The history of the rise and progress of ladies’ tailoring has yet to be written, but we venture to anticipate the historian by asserting that the evergrowing popularity of tailor-made garments owes more to the cunning of the tailors’ fingers and to the influence of pressing and effective manipulation than to the cutter’s skill.
The well-made Ulster supplies a convincing argumens in support of this thesis, and inasmuch as it possesset many of the features common to both coat and skirt, its position and importance are alike unique.
Taking the popular D.B Ulster as a basis we show by Diagrams 1, 2, 3 and 4 the pieces as they leave the cutting room. The inlays are represented by dot and dash lines and these, together with the crease row of collar and lapels, the flaps, the waistline, the buttons and buttonholes should be carefully thread-marked with the stitch advised in the article on the skirt making which appeared in the August number. The pockets, it will be noticed, are slanting and slightly curved, so that while the marks are clear take a pattern of the same by placing paper under and pricking through with a needle. After marking over the punctures cut the pattern an extra seam’s width all round, so that when fitting-up, the flaps may be cut to the exact size of the pattern. Before fitting and cutting the linings it will be advisable to sponge the front and collar canvasses and lay them aside to shrink; and if the body linings are of the featherweight woollen check, which is sometimes used for these garments, it should be shrunk at the same time. For this somewhat delicate operation use only just sufficient water to accomplish the purpose without destroying the brightness and finish of the material. Even Italian cloths and Hollands shrink perceptibly under the influence of moisture, so that it will be necessary to use every possible precaution to prevent disaster. For D.B Ulsters it is desirable that
The Forepart Facings
should come quite back to the bottom line, and if the material is not over heavy, the facings may also be carried through the shoulders. True this is a detail for the cutter’s consideration and judgement, rather than for the workman, but we would remind our readers that, as Ulsters are generally worn buttoned, we have not to aim at bringing the linings so well forward as for garments which are furnished with rich, bright linings for “show” purposes. when therefore, by backing a garment with the same material, we can manipulate both fronts and shoulders, of both linings and outside into precisely the same desirable form, it becomes a point which not only deserves, but demands consideration. If however, for lack of material, or instructions to the contrary, we have to fill out the shoulders with silk or cotton of unyielding nature, we must provide sufficient width when fitting up for the formation of a pleat, as from W to P on Diagram 1 when basting over.

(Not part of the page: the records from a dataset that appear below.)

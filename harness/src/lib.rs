// SPDX-License-Identifier: GPL-3.0-or-later

pub mod args;
pub mod binding;
pub mod catalog;
pub mod config;
pub mod context;
pub mod environment;
pub mod execution;
pub mod matcher;
pub mod modes;
pub mod patch;
pub mod platform;
pub mod runner;
pub mod scenario;
pub mod suites;
pub mod beer_repository;
pub mod style_repository;
pub mod user_repository;

pub use beer_repository::PostgresBeerRepository;
pub use style_repository::PostgresStyleRepository;
pub use user_repository::PostgresUserRepository;
use actix_web::{HttpResponse, web};
use std::sync::Arc;
use uuid::Uuid;

use crate::adapters::http::{dtos::StyleResponse, errors::ApiError};
use crate::application::catalog::ListStylesUseCase;

/// Handler for listing styles
///
/// GET /api/styles
pub async fn list_styles_handler(
  use_case: web::Data<Arc<ListStylesUseCase>>,
) -> Result<HttpResponse, ApiError> {
  let styles = use_case.execute().await?;
  let response: Vec<StyleResponse> = styles.into_iter().map(StyleResponse::from).collect();

  Ok(HttpResponse::Ok().json(response))
}

/// Handler for fetching a single style
///
/// GET /api/styles/{style_id}
pub async fn get_style_handler(
  path: web::Path<Uuid>,
  use_case: web::Data<Arc<ListStylesUseCase>>,
) -> Result<HttpResponse, ApiError> {
  let style = use_case.execute_by_id(path.into_inner()).await?;

  Ok(HttpResponse::Ok().json(StyleResponse::from(style)))
}
use actix_web::{HttpRequest, HttpResponse, web};
use std::sync::Arc;
use uuid::Uuid;
use validator::Validate;

use crate::adapters::http::{
  dtos::{BeerListParams, BeerRequest, BeerResponse},
  errors::ApiError,
  identity::RequesterResolver,
};
use crate::application::catalog::{
  CreateBeerCommand, CreateBeerUseCase, DeleteBeerUseCase, GetBeerUseCase, ListBeersCommand,
  ListBeersUseCase, UpdateBeerCommand, UpdateBeerUseCase,
};

/// Handler for listing beers through the query pipeline
///
/// GET /api/beers?name=&min_abv=&max_abv=&style_id=&sort_by=&sort_order=
pub async fn list_beers_handler(
  params: web::Query<BeerListParams>,
  use_case: web::Data<Arc<ListBeersUseCase>>,
) -> Result<HttpResponse, ApiError> {
  let params = params.into_inner();
  let command = ListBeersCommand {
    name: params.name,
    min_abv: params.min_abv,
    max_abv: params.max_abv,
    style_id: params.style_id,
    sort_by: params.sort_by,
    sort_order: params.sort_order,
  };

  let beers = use_case.execute(command).await?;
  let response: Vec<BeerResponse> = beers.into_iter().map(BeerResponse::from).collect();

  Ok(HttpResponse::Ok().json(response))
}

/// Handler for fetching a single beer
///
/// GET /api/beers/{beer_id}
pub async fn get_beer_handler(
  path: web::Path<Uuid>,
  use_case: web::Data<Arc<GetBeerUseCase>>,
) -> Result<HttpResponse, ApiError> {
  let beer = use_case.execute(path.into_inner()).await?;

  Ok(HttpResponse::Ok().json(BeerResponse::from(beer)))
}

/// Handler for beer creation
///
/// POST /api/beers
/// Headers: Authorization: <username>
/// Body: BeerRequest (JSON)
/// Response: BeerResponse (JSON) with status 201
pub async fn create_beer_handler(
  request: web::Json<BeerRequest>,
  use_case: web::Data<Arc<CreateBeerUseCase>>,
  resolver: web::Data<Arc<RequesterResolver>>,
  http_req: HttpRequest,
) -> Result<HttpResponse, ApiError> {
  request.validate()?;

  let requester = resolver.try_get_requester(&http_req).await?;
  let command = CreateBeerCommand {
    name: request.name.clone(),
    abv: request.abv,
    style_id: request.style_id,
  };

  let beer = use_case.execute(command, &requester).await?;

  Ok(HttpResponse::Created().json(BeerResponse::from(beer)))
}

/// Handler for beer update
///
/// PUT /api/beers/{beer_id}
/// Headers: Authorization: <username>
pub async fn update_beer_handler(
  path: web::Path<Uuid>,
  request: web::Json<BeerRequest>,
  use_case: web::Data<Arc<UpdateBeerUseCase>>,
  resolver: web::Data<Arc<RequesterResolver>>,
  http_req: HttpRequest,
) -> Result<HttpResponse, ApiError> {
  request.validate()?;

  let requester = resolver.try_get_requester(&http_req).await?;
  let command = UpdateBeerCommand {
    beer_id: path.into_inner(),
    name: request.name.clone(),
    abv: request.abv,
    style_id: request.style_id,
  };

  let beer = use_case.execute(command, &requester).await?;

  Ok(HttpResponse::Ok().json(BeerResponse::from(beer)))
}

/// Handler for beer deletion
///
/// DELETE /api/beers/{beer_id}
/// Headers: Authorization: <username>
pub async fn delete_beer_handler(
  path: web::Path<Uuid>,
  use_case: web::Data<Arc<DeleteBeerUseCase>>,
  resolver: web::Data<Arc<RequesterResolver>>,
  http_req: HttpRequest,
) -> Result<HttpResponse, ApiError> {
  let requester = resolver.try_get_requester(&http_req).await?;
  use_case.execute(path.into_inner(), &requester).await?;

  Ok(HttpResponse::NoContent().finish())
}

Judgement must however be exercised as, for example, when heavy materials are under consideration, it would be manifestly improper to rigidly follow the course just indicated. For D.B Ulsters the front facings need only be sufficiently wide to take the button holes and buttons, and to assist the hang of fronts by the impartation of a little extra weight, but, for the reasons explained above, we advise carrying the cloth through shoulders under normal conditions. If the material happens to have a prominent pattern, the cutting of flaps will require special care. Lay on the right side of material the piece of cloth from which the flaps are to be cut, so that it exactly matches the stripes or checks, then place the pattern in position and cut to shape.

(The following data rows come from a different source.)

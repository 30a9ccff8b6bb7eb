use actix_web::{HttpRequest, HttpResponse, web};
use std::sync::Arc;
use uuid::Uuid;
use validator::Validate;

use crate::adapters::http::{
  dtos::{BeerResponse, CreateUserRequest, UpdateUserRequest, UserResponse},
  errors::ApiError,
  identity::RequesterResolver,
};
use crate::application::account::{
  CreateUserCommand, CreateUserUseCase, DeleteUserUseCase, GetUserUseCase, ListUsersUseCase,
  UpdateUserCommand, UpdateUserUseCase,
};
use crate::application::wishlist::{
  AddBeerToWishlistUseCase, GetWishlistUseCase, RemoveBeerFromWishlistUseCase,
};

/// Handler for listing users
///
/// GET /api/users
pub async fn list_users_handler(
  use_case: web::Data<Arc<ListUsersUseCase>>,
) -> Result<HttpResponse, ApiError> {
  let users = use_case.execute().await?;
  let response: Vec<UserResponse> = users.into_iter().map(UserResponse::from).collect();

  Ok(HttpResponse::Ok().json(response))
}

/// Handler for fetching a single user
///
/// GET /api/users/{user_id}
pub async fn get_user_handler(
  path: web::Path<Uuid>,
  use_case: web::Data<Arc<GetUserUseCase>>,
) -> Result<HttpResponse, ApiError> {
  let user = use_case.execute(path.into_inner()).await?;

  Ok(HttpResponse::Ok().json(UserResponse::from(user)))
}

/// Handler for account creation
///
/// POST /api/users
/// Body: CreateUserRequest (JSON)
/// Response: UserResponse (JSON) with status 201
pub async fn create_user_handler(
  request: web::Json<CreateUserRequest>,
  use_case: web::Data<Arc<CreateUserUseCase>>,
) -> Result<HttpResponse, ApiError> {
  request.validate()?;

  let command = CreateUserCommand {
    username: request.username.clone(),
    email: request.email.clone(),
    password: request.password.clone(),
    first_name: request.first_name.clone(),
    last_name: request.last_name.clone(),
  };

  let user = use_case.execute(command).await?;

  Ok(HttpResponse::Created().json(UserResponse::from(user)))
}

/// Handler for account update (full-record replace)
///
/// PUT /api/users/{user_id}
pub async fn update_user_handler(
  path: web::Path<Uuid>,
  request: web::Json<UpdateUserRequest>,
  use_case: web::Data<Arc<UpdateUserUseCase>>,
) -> Result<HttpResponse, ApiError> {
  request.validate()?;

  let command = UpdateUserCommand {
    user_id: path.into_inner(),
    email: request.email.clone(),
    password: request.password.clone(),
    first_name: request.first_name.clone(),
    last_name: request.last_name.clone(),
  };

  let user = use_case.execute(command).await?;

  Ok(HttpResponse::Ok().json(UserResponse::from(user)))
}

/// Handler for account deletion
///
/// DELETE /api/users/{user_id}
/// Headers: Authorization: <username>
pub async fn delete_user_handler(
  path: web::Path<Uuid>,
  use_case: web::Data<Arc<DeleteUserUseCase>>,
  resolver: web::Data<Arc<RequesterResolver>>,
  http_req: HttpRequest,
) -> Result<HttpResponse, ApiError> {
  let requester = resolver.try_get_requester(&http_req).await?;
  use_case.execute(path.into_inner(), &requester).await?;

  Ok(HttpResponse::NoContent().finish())
}

/// Handler for reading a user's wishlist
///
/// GET /api/users/{user_id}/wishlist
/// Headers: Authorization: <username>
pub async fn get_wishlist_handler(
  path: web::Path<Uuid>,
  use_case: web::Data<Arc<GetWishlistUseCase>>,
  resolver: web::Data<Arc<RequesterResolver>>,
  http_req: HttpRequest,
) -> Result<HttpResponse, ApiError> {
  let requester = resolver.try_get_requester(&http_req).await?;
  let wishlist = use_case.execute(&requester, path.into_inner()).await?;
  let response: Vec<BeerResponse> = wishlist.into_iter().map(BeerResponse::from).collect();

  Ok(HttpResponse::Ok().json(response))
}

/// Handler for adding a beer to a user's wishlist
///
/// POST /api/users/{user_id}/wishlist/{beer_id}
/// Headers: Authorization: <username>
pub async fn add_to_wishlist_handler(
  path: web::Path<(Uuid, Uuid)>,
  use_case: web::Data<Arc<AddBeerToWishlistUseCase>>,
  resolver: web::Data<Arc<RequesterResolver>>,
  http_req: HttpRequest,
) -> Result<HttpResponse, ApiError> {
  let (user_id, beer_id) = path.into_inner();
  let requester = resolver.try_get_requester(&http_req).await?;
  use_case.execute(&requester, beer_id, user_id).await?;

  Ok(HttpResponse::NoContent().finish())
}

/// Handler for removing a beer from a user's wishlist
///
/// DELETE /api/users/{user_id}/wishlist/{beer_id}
/// Headers: Authorization: <username>
pub async fn remove_from_wishlist_handler(
  path: web::Path<(Uuid, Uuid)>,
  use_case: web::Data<Arc<RemoveBeerFromWishlistUseCase>>,
  resolver: web::Data<Arc<RequesterResolver>>,
  http_req: HttpRequest,
) -> Result<HttpResponse, ApiError> {
  let (user_id, beer_id) = path.into_inner();
  let requester = resolver.try_get_requester(&http_req).await?;
  use_case.execute(&requester, beer_id, user_id).await?;

  Ok(HttpResponse::NoContent().finish())
}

To cut the collars do not rely on long service patterns, each workshop has such by the score, but they have long since earned retirement from active service. Differences in the run of gorge and amount of opening require corresponding variation in the shape of collar, so that each should be specially cut. A perfectly reliable method for producing the same is illustrated on Diagram 7, which we explain at a later stage. We advise cutting a pattern, rather than marking the collar on the material direct, for economy sake; and assuming the pattern has been produced, we take out the under collar from the bias and the top collar from the cross way of the material.
Lady’s Fashionable D.B Ulster
Fitting the Forepart Linings, The Pockets, The Canvas, The Lapels, Pressing Out, Location of the Seams, The Sleeves, The Running Baste Thread, The Collar and the full article on How to Make a Lady’s Ulster Coat September 1898 can be downloaded as a pdf.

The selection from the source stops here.